- O primeiro‑ministro espanhol, Pedro Sánchez, mantém tom crítico em relação a políticas dos Estados Unidos, principalmente sobre defesa, migração e plataformas digitais, buscando apoio de seus eleitores.
- Sánchez publicou um artigo de opinião no New York Times afirmando que líderes no estilo MAGA enganam sobre migração e defendeu medidas para frear redes sociais, posicionamentos vistos como contrários à agenda de Washington.
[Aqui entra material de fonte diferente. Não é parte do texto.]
use anyhow::Result;

use whence_core::config::Config;

use crate::cli::NextCommand;
use crate::cond_parser::parse_cond;
use crate::util::{resolve_instant, upcoming};
use crate::views::table::display_ranges;

pub fn list_upcoming(config: &Config, command: NextCommand) -> Result<()> {
    let now = resolve_instant(command.at.as_deref())?;
    let cond = parse_cond(&command.expression, config, now)?;
    let ranges = upcoming(&cond, now, command.count);
    display_ranges(&ranges, now);
    Ok(())
}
- Assessorias próximas à Casa Branca pedem que Sánchez respeite metas de gasto militar da OTAN; o governo espanhol tem resistido a aumentar o investimento em defesa.
- A investigação dos EUA sobre o envio de armas para Israel e a recusa de Sánchez em permitir que embarcações com armas atracassem na Espanha provocaram tensão bilateral.
- Pesquisas mostram apoio maior à posição de Sánchez entre setores de esquerda na Espanha, com controvérsias entre aliados europeus e oposição conservadora sobre alinhar políticas com os EUA.
Pedro Sánchez mantém tom crítico em relação à política dos EUA, sinalizando distanciamento em defesa, migração e liberdade de expressão. O posicionamento é visto como estratégia para agradar eleitores na Espanha e aliados no Hemisfério Sul.
Analistas próximos à Casa Branca alertam que o governo espanhol precisa ter cautela com a retórica, especialmente ao recusar metas de gasto de defesa alinhadas à NATO e ao pressionar por controles mais rígidos sobre plataformas digitais.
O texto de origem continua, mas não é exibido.